Utopia for many might be a calm existence in a removed
atmosphere with little to no external interference, perhaps accompanied by
friends and agreeable music. An existence filled with plenty and only a few to
share it with. Drawing upon this analogy, consider Regard Extreme's
Utopia, an object filled with seemingly grand and amenable music.
Upon the opening of Utopia, one gets the idea he or
she might have wandered onto a serious movie with only the film score playing,
no voice track. The bigger problem is, it appears the music has been put on
loop. Fabian Nicault has found a synthesizer groove that suits him, much as
Phil Collins or Creed or even the Ramones or Motorhead found grooves in their
respective genres. Find a niche, clobber it to death; it's a guaranteed winner.

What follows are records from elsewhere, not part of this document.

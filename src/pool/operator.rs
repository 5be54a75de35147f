//! Operator-side pool management.

use std::path::Path;
use std::sync::Arc;

use crate::allocator::engine::pool_usage;
use crate::model::{NewPoolEntry, ProxyPoolEntry};
use crate::observability::metrics;
use crate::pool::import::{load_pool_file, validate_entries};
use crate::pool::types::{PoolError, PoolStats};
use crate::store::Store;

/// Adds, lists and toggles pool entries.
pub struct PoolOperator {
    store: Arc<Store>,
}

impl PoolOperator {
    pub fn new(store: Arc<Store>) -> Self {
        Self { store }
    }

    pub async fn add_entry(&self, entry: NewPoolEntry) -> Result<ProxyPoolEntry, PoolError> {
        let mut added = self.add_entries(vec![entry]).await?;
        added.pop().ok_or_else(|| PoolError::InvalidEntry {
            index: 0,
            reason: "entry was not added".into(),
        })
    }

    /// Add a batch in one transaction. One invalid entry rejects the batch.
    pub async fn add_entries(&self, entries: Vec<NewPoolEntry>) -> Result<Vec<ProxyPoolEntry>, PoolError> {
        validate_entries(&entries)?;

        let added = self
            .store
            .transact(|state| {
                let mut added = Vec::with_capacity(entries.len());
                for new in entries {
                    let id = state.allocate_pool_id();
                    let entry = ProxyPoolEntry::from_new(id, new);
                    state.pool.insert(id, entry.clone());
                    added.push(entry);
                }
                Ok::<_, PoolError>(added)
            })
            .await?;

        for entry in &added {
            tracing::info!(
                id = entry.id,
                proxy_type = %entry.proxy_type,
                upstream = %entry.upstream_addr(),
                max_users = entry.max_users,
                "Pool entry added"
            );
        }
        self.publish_usage();
        Ok(added)
    }

    /// Load a TOML/JSON pool file and add its entries atomically.
    pub async fn import_file(&self, path: &Path) -> Result<Vec<ProxyPoolEntry>, PoolError> {
        let entries = load_pool_file(path)?;
        tracing::info!(path = %path.display(), count = entries.len(), "Importing pool file");
        self.add_entries(entries).await
    }

    /// Enable or disable an entry. Existing allocations are untouched.
    pub async fn set_active(&self, id: u64, active: bool) -> Result<ProxyPoolEntry, PoolError> {
        let entry = self
            .store
            .transact(|state| {
                let entry = state.pool.get_mut(&id).ok_or(PoolError::UnknownEntry(id))?;
                entry.is_active = active;
                Ok::<_, PoolError>(entry.clone())
            })
            .await?;

        tracing::info!(id, active, current_users = entry.current_users, "Pool entry toggled");
        self.publish_usage();
        Ok(entry)
    }

    pub fn entries(&self) -> Vec<ProxyPoolEntry> {
        self.store.snapshot().pool.values().cloned().collect()
    }

    pub fn stats(&self) -> PoolStats {
        let state = self.store.snapshot();
        let mut stats = PoolStats {
            total_entries: state.pool.len(),
            ..Default::default()
        };
        for entry in state.pool.values() {
            *stats.by_type.entry(entry.proxy_type).or_default() += 1;
            if entry.is_active {
                stats.active_entries += 1;
            }
            if entry.is_available() {
                stats.available_entries += 1;
            }
            stats.free_slots += u64::from(entry.free_slots());
        }
        let (used, capacity) = pool_usage(&state);
        stats.used_slots = used;
        stats.total_capacity = capacity;
        stats
    }

    fn publish_usage(&self) {
        let (used, capacity) = pool_usage(&self.store.snapshot());
        metrics::record_pool_usage(used, capacity);
    }
}
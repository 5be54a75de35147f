pub mod metrics;
pub mod user_auth;

pub use self::metrics::track_metrics;
pub use self::user_auth::{user_auth_middleware, UserContext, X_API_KEY};
//! Configuration management subsystem.
//!
//! # Data Flow
//! ```text
//! config file (TOML)
//!     → loader.rs (parse & deserialize)
//!     → validation.rs (semantic checks)
//!     → ServiceConfig (validated, immutable)
//!     → shared via Arc to all subsystems
//!
//! On file change:
//!     watcher.rs detects change
//!     → loader.rs loads new config
//!     → validation.rs validates
//!     → server swaps its Arc<ServiceConfig>
//!     → gateway endpoint and admin key take effect immediately
//! ```
//!
//! # Design Decisions
//! - Config is immutable once loaded; changes require full reload
//! - All fields have defaults to allow minimal configs
//! - Listener and storage changes need a restart

pub mod loader;
pub mod schema;
pub mod validation;
pub mod watcher;

pub use loader::{load_config, ConfigError};
pub use schema::ServiceConfig;
pub use schema::{AdminConfig, GatewayConfig, ListenerConfig, ObservabilityConfig, StorageConfig};
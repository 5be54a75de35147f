//! Structured logging.

use tracing_subscriber::{layer::SubscriberExt, util::SubscriberInitExt, EnvFilter};

/// Filter used when `RUST_LOG` is unset.
pub fn default_filter(log_level: &str) -> String {
    format!("proxyflow={},tower_http={}", log_level, log_level)
}

/// Install the global subscriber. `RUST_LOG` wins over the config level.
pub fn init_logging(log_level: &str) {
    let filter = EnvFilter::try_from_default_env()
        .unwrap_or_else(|_| default_filter(log_level).into());

    // A second init (tests, embedded use) keeps the first subscriber.
    let _ = tracing_subscriber::registry()
        .with(filter)
        .with(tracing_subscriber::fmt::layer())
        .try_init();
}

In this case, Nicault's Regard Extreme has nothing to lose, except his
audience.
Regard Extreme uses a simple formula, much like rock and
rollers use a simple three-chord structure; swaying synths moving constantly in
up and down scale fashion. For example, Broceliande and Lorsque
Fujent Les Reves are two songs identical to one another with the same
engaging synth rhythms, left to flounder alone for two minutes, then picked up
by a hammer beat that sounds slinky upon first listen, sadly repetitive after a
while. Blessures Eternelles is not much different, really, nor is
Folie Pure.
On the other hand, Melodie Dos Spectres and Le
Sang Des Martyrs have tribal like beats in the beginning of the songs,
giving hope for something different, but they too are followed by the familiar,
ad nauseum synth arrangements. Try as it might to sound ostentatious and
flamboyant, Utopia produces an eventual vertigo sensation, regardless
that the music really isn't that bad. Unfortunately, the exercise is like
getting tied to a chair with an old, scratchy record stuck on skip, powerless
to do anything to the needle to move it along.
The synths on Utopia do sound larger than life, even
extreme sometimes, but the bottom line is, the listener is desperately trying
to stay attuned, for which he or she is rewarded with the same song as the one
before it, not unlike AC/DC's Flick of the Switch. Still, credit where
it's due. The orchestration Nicault has organized is nicely structured with
maybe a few deviations here and there to give a little hope, but as refreshing
as they are, the redundancy of Utopia simply wears the listener down. If
this is utopia, I'll stay in my 10-6 job, thanks.
Contact Information: Cynfeirdd Post:
2 Sente des Godeurs, 78250 Hardricourt, France Phone: +00.33. (0)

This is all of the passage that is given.